The disarray over how to handle Hungary spilled over into a similarly fraught debate over relations with the Kremlin in the wake of a controversial German-French proposal to hold a summit with Putin.
The leaders’ meeting eventually broke up at 2am and it was Angela Merkel, Germany’s chancellor, who seemed to concede defeat in what was likely to be her last EU summit as head of a sitting German government. As the FT reports, the Baltics, Poland and others blocked Paris and Berlin’s idea for Putin to be invited to meet EU27 leaders.
Merkel admitted the discussion was “not easy”.
Ultimately, she failed to convince her fellow leaders to back her strategy and resume formal EU meetings with Putin for the first time since the annexation of Crimea in 2014.
“Today it was not possible to agree that we would meet immediately at leaders’ level, but what is important to me is that the dialogue format is retained,” Merkel told reporters at the end of the summit. “Personally, I would have liked to have taken a bolder step here.”
A host of leaders complained that the Franco-German intervention was designed to bounce them into talks with Russia on the eve of the meeting. One diplomat said the gambit failed as Merkel, during her final hurrah after more than 16 years of summitry, just “didn’t do her homework”.

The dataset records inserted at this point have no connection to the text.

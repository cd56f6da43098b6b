//! Domain types for the media library.
//!
//! - Platform: normalized storefront identity
//! - Metadata: the catalog entry and its validation rules

pub mod metadata;
pub mod platform;

pub use metadata::{ContentType, DeploymentState, Metadata, Tag, ValidationError};
pub use platform::{Platform, PlatformKind};
use async_trait::async_trait;
use tokio::process::Command;
use tracing::{info, warn};
use walkdir::WalkDir;
use zip::write::SimpleFileOptions;
use zip::{AesMode, CompressionMethod, ZipArchive, ZipWriter};

use super::ArchiveEngine;

/// Archive engine working directly on local paths
#[derive(Debug, Clone)]
pub struct LocalEngine {
    /// Name or path of the 7-Zip executable
    seven_zip: String,
}

impl Default for LocalEngine {
    fn default() -> Self {
        Self::new()
    }
}

impl LocalEngine {
    pub fn new() -> Self {
        Self::with_seven_zip("7z")
    }

    /// Use a custom 7-Zip binary
    pub fn with_seven_zip(seven_zip: impl Into<String>) -> Self {
        Self {
            seven_zip: seven_zip.into(),
        }
    }

    /// Run 7-Zip and fail on a non-zero exit
    async fn run_seven_zip(&self, args: Vec<OsString>, cwd: Option<&Path>) -> io::Result<()> {
        let mut command = Command::new(&self.seven_zip);
        command
            .args(&args)
            .stdin(Stdio::null())
            .stdout(Stdio::piped())
            .stderr(Stdio::piped());
        if let Some(cwd) = cwd {
            command.current_dir(cwd);
        }
        #[cfg(target_os = "windows")]
        {
            const CREATE_NO_WINDOW: u32 = 0x08000000;
            command.creation_flags(CREATE_NO_WINDOW);
        }

        let output = command.output().await.map_err(|e| {
            io::Error::new(
                e.kind(),
                format!("Failed to spawn '{}': {}", self.seven_zip, e),
            )
        })?;

        if !output.status.success() {
            let stderr = String::from_utf8_lossy(&output.stderr);
            return Err(io::Error::other(format!(
                "'{}' failed with exit code {}: {}",
                self.seven_zip,
                output.status.code().unwrap_or(-1),
                stderr.trim()
            )));
        }

        Ok(())
    }

    async fn extract_7z(&self, archive: &Path, password: Option<&str>, target: &Path) -> io::Result<()> {
        let mut args: Vec<OsString> = vec!["x".into(), archive.into()];
        let mut out = OsString::from("-o");
        out.push(target);
        args.push(out);
        args.push("-aoa".into());
        // Always pass -p so 7z never prompts on stdin
        args.push(format!("-p{}", password.unwrap_or_default()).into());
        self.run_seven_zip(args, None).await
    }

    async fn pack_7z(&self, source: &Path, archive: &Path, password: Option<&str>) -> io::Result<()> {
        let mut args: Vec<OsString> = vec!["a".into(), "-mx=9".into()];
        if let Some(pwd) = password {
            args.push(format!("-p{}", pwd).into());
            args.push("-mhe=on".into());
        }
        args.push(absolute(archive)?.into());
        args.push("*".into());
        self.run_seven_zip(args, Some(source)).await
    }
}
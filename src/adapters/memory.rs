//! In-memory backend for tests and throwaway sessions.

use std::collections::HashMap;
use std::io;
use std::sync::Mutex;

use async_trait::async_trait;

use super::Backend;
use crate::domain::Metadata;

/// Backend holding records in a process-local map
#[derive(Debug, Default)]
pub struct MemoryBackend {
    records: Mutex<HashMap<String, Metadata>>,
}

impl MemoryBackend {
    pub fn new() -> Self {
        Self::default()
    }

    /// Start with the given records already stored
    pub fn with_records(records: impl IntoIterator<Item = Metadata>) -> Self {
        Self {
            records: Mutex::new(records.into_iter().map(|r| (r.id.clone(), r)).collect()),
        }
    }

    /// Overwrite a record behind the catalog's back
    pub fn put(&self, record: Metadata) {
        self.lock().insert(record.id.clone(), record);
    }

    /// Copy of a stored record
    pub fn stored(&self, id: &str) -> Option<Metadata> {
        self.lock().get(id).cloned()
    }

    pub fn len(&self) -> usize {
        self.lock().len()
    }

    pub fn is_empty(&self) -> bool {
        self.lock().is_empty()
    }

    fn lock(&self) -> std::sync::MutexGuard<'_, HashMap<String, Metadata>> {
        self.records.lock().unwrap_or_else(|e| e.into_inner())
    }
}

#[async_trait]
impl Backend for MemoryBackend {
    fn name(&self) -> &str {
        "memory"
    }

    async fn load_all(&self) -> io::Result<Vec<Metadata>> {
        Ok(self.lock().values().cloned().collect())
    }

    async fn save(&self, record: &Metadata) -> io::Result<()> {
        self.lock().insert(record.id.clone(), record.clone());
        Ok(())
    }

    async fn delete(&self, id: &str) -> io::Result<bool> {
        Ok(self.lock().remove(id).is_some())
    }
}

#[cfg(test)]
mod tests {
    use super::*;

    #[tokio::test]
    async fn test_save_load_delete() {
        let backend = MemoryBackend::new();
        backend
            .save(&Metadata::new("A").with_id("a"))
            .await
            .unwrap();
        backend
            .save(&Metadata::new("B").with_id("b"))
            .await
            .unwrap();

        assert_eq!(backend.load_all().await.unwrap().len(), 2);
        assert!(backend.delete("a").await.unwrap());
        assert!(!backend.delete("a").await.unwrap());
        assert_eq!(backend.len(), 1);
    }
}
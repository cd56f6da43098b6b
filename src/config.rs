//! Configuration for mediashelf paths and engine settings.
//!
//! Configuration sources (highest priority first):
//! 1. Environment variables (MEDIASHELF_HOME, MEDIASHELF_DATA)
//! 2. Config file (.mediashelf/config.yaml)
//! 3. Defaults (~/.mediashelf, data under <home>/data)
//!
//! Config file discovery:
//! - Searches current directory and parents for .mediashelf/config.yaml
//! - `home` is relative to the .mediashelf/ directory, `data` to the
//!   project root (the directory containing .mediashelf/)

use std::path::{Path, PathBuf};
use std::sync::OnceLock;

use anyhow::{Context, Result};
use serde::{Deserialize, Serialize};

/// Global cached configuration (stores Result to handle init errors)
static CONFIG: OnceLock<Result<ResolvedConfig, String>> = OnceLock::new();

const DEFAULT_BACKUPS: usize = 4;
const DEFAULT_SEVEN_ZIP: &str = "7z";

/// Raw config file schema (matches YAML structure)
#[derive(Debug, Clone, Deserialize)]
pub struct ConfigFile {
    #[serde(default)]
    pub version: Option<String>,
    #[serde(default)]
    pub paths: PathsConfig,
    #[serde(default)]
    pub library: Option<LibraryConfig>,
    #[serde(default)]
    pub engine: Option<EngineConfig>,
}

#[derive(Debug, Clone, Default, Deserialize)]
pub struct PathsConfig {
    /// State directory (relative to .mediashelf/)
    pub home: Option<String>,
    /// Data directory (relative to the project root)
    pub data: Option<String>,
}

#[derive(Debug, Clone, Deserialize)]
pub struct LibraryConfig {
    /// Number of database backups to keep; 0 disables them
    pub backups: Option<usize>,
}

#[derive(Debug, Clone, Deserialize)]
pub struct EngineConfig {
    pub seven_zip: Option<String>,
    pub pack_format: Option<PackFormat>,
}

/// Archive format used when packing a directory
#[derive(Debug, Clone, Copy, Default, PartialEq, Eq, Serialize, Deserialize)]
pub enum PackFormat {
    #[default]
    #[serde(rename = "zip")]
    Zip,
    #[serde(rename = "7z")]
    SevenZip,
}

impl PackFormat {
    pub fn extension(&self) -> &'static str {
        match self {
            PackFormat::Zip => "zip",
            PackFormat::SevenZip => "7z",
        }
    }
}

impl std::fmt::Display for PackFormat {
    fn fmt(&self, f: &mut std::fmt::Formatter<'_>) -> std::fmt::Result {
        write!(f, "{}", self.extension())
    }
}

/// Resolved configuration with absolute paths
#[derive(Debug, Clone)]
pub struct ResolvedConfig {
    /// State directory
    pub home: PathBuf,
    /// Database, backups and packed archives
    pub data: PathBuf,
    /// Path to config file (if found)
    pub config_file: Option<PathBuf>,
    pub backups: usize,
    pub seven_zip: String,
    pub pack_format: PackFormat,
}

impl ResolvedConfig {
    pub fn database_path(&self) -> PathBuf {
        self.data.join("library.db")
    }

    pub fn backup_dir(&self) -> PathBuf {
        self.data.join("backup")
    }

    pub fn archive_dir(&self) -> PathBuf {
        self.data.join("archive")
    }

    /// Default location for `export` when no path is given
    pub fn export_path(&self) -> PathBuf {
        self.data.join("library.json")
    }
}

/// Find config file by searching current directory and parents
fn find_config_file() -> Option<PathBuf> {
    let mut current = std::env::current_dir().ok()?;

    loop {
        let config_path = current.join(".mediashelf").join("config.yaml");
        if config_path.exists() {
            return Some(config_path);
        }

        if !current.pop() {
            break;
        }
    }

    None
}

/// Load and parse config file
fn load_config_file(path: &Path) -> Result<ConfigFile> {
    let content = std::fs::read_to_string(path)
        .with_context(|| format!("Failed to read config file: {}", path.display()))?;

    serde_yaml::from_str(&content)
        .with_context(|| format!("Failed to parse config file: {}", path.display()))
}

/// Resolve a path that may be relative to `base`
fn resolve_path(base: &Path, path_str: &str) -> PathBuf {
    let path = PathBuf::from(path_str);
    if path.is_absolute() {
        path
    } else {
        base.join(path)
            .canonicalize()
            .unwrap_or_else(|_| base.join(path_str))
    }
}

/// Combine a parsed file (if any) with env overrides
fn resolve(
    default_home: PathBuf,
    config_path: Option<&Path>,
    file: Option<ConfigFile>,
    env_home: Option<String>,
    env_data: Option<String>,
) -> ResolvedConfig {
    let settings_dir = config_path
        .and_then(|p| p.parent()) // .mediashelf/
        .unwrap_or(Path::new("."));
    let project_root = settings_dir.parent().unwrap_or(Path::new("."));

    let paths = file.as_ref().map(|f| f.paths.clone()).unwrap_or_default();

    let home = match (env_home, paths.home.as_deref()) {
        (Some(env), _) => PathBuf::from(env),
        (None, Some(home)) => resolve_path(settings_dir, home),
        (None, None) => default_home,
    };

    let data = match (env_data, paths.data.as_deref()) {
        (Some(env), _) => PathBuf::from(env),
        (None, Some(data)) => resolve_path(project_root, data),
        (None, None) => home.join("data"),
    };

    let library = file.as_ref().and_then(|f| f.library.clone());
    let engine = file.as_ref().and_then(|f| f.engine.clone());

    ResolvedConfig {
        home,
        data,
        config_file: config_path.map(Path::to_path_buf),
        backups: library
            .and_then(|l| l.backups)
            .unwrap_or(DEFAULT_BACKUPS),
        seven_zip: engine
            .as_ref()
            .and_then(|e| e.seven_zip.clone())
            .unwrap_or_else(|| DEFAULT_SEVEN_ZIP.to_string()),
        pack_format: engine.and_then(|e| e.pack_format).unwrap_or_default(),
    }
}

/// Load configuration from all sources
fn load_config() -> Result<ResolvedConfig> {
    let default_home = dirs::home_dir()
        .context("Failed to determine home directory")?
        .join(".mediashelf");

    let config_file = find_config_file();
    let parsed = match config_file.as_deref() {
        Some(path) => Some(load_config_file(path)?),
        None => None,
    };

    Ok(resolve(
        default_home,
        config_file.as_deref(),
        parsed,
        std::env::var("MEDIASHELF_HOME").ok(),
        std::env::var("MEDIASHELF_DATA").ok(),
    ))
}

/// Get the global configuration (loads once, then cached)
pub fn config() -> Result<&'static ResolvedConfig> {
    let result = CONFIG.get_or_init(|| load_config().map_err(|e| e.to_string()));

    match result {
        Ok(config) => Ok(config),
        Err(e) => anyhow::bail!("{}", e),
    }
}

/// Re-resolve configuration, bypassing the cache
pub fn reload_config() -> Result<ResolvedConfig> {
    load_config()
}

pub fn database_path() -> Result<PathBuf> {
    Ok(config()?.database_path())
}

pub fn backup_dir() -> Result<PathBuf> {
    Ok(config()?.backup_dir())
}

pub fn archive_dir() -> Result<PathBuf> {
    Ok(config()?.archive_dir())
}

pub fn export_path() -> Result<PathBuf> {
    Ok(config()?.export_path())
}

Russian actions are behind a spike in natural gas prices in Europe, according to industry sources. Exports from Russia’s Gazprom have dropped one-fifth in 2021, even as demand has recovered and stockpiles have diminished. Some suspect the goal is to pressure European states to approve the Nord Stream 2 pipeline, which some eastern European governments bitterly oppose. (Read more here)
The message delivered by voters in France’s regional and departmental elections this weekend may have more to do with their scorn for politics in general than their party loyalties, writes Victor Mallet in Paris.
An unenthusiastic, Covid-19-weary electorate will be summoned to the polls again on Sunday for the second and final round. Politicians are nervously anticipating a repeat of the record low turnout a week earlier.
President Emmanuel Macron told his cabinet the “abysmal abstention” was “a democratic alarm bell”, according to the government spokesperson.
Meanwhile, an Ifop-Fiducial opinion poll found that only 36 per cent of voters planned to cast their ballots in the second round — barely changed from 33 per cent in the first round and sharply down from 59 per cent in 2015.
Even so, the results will send some signals about the balance of power in France and the prospects of the main contenders in next April’s presidential election.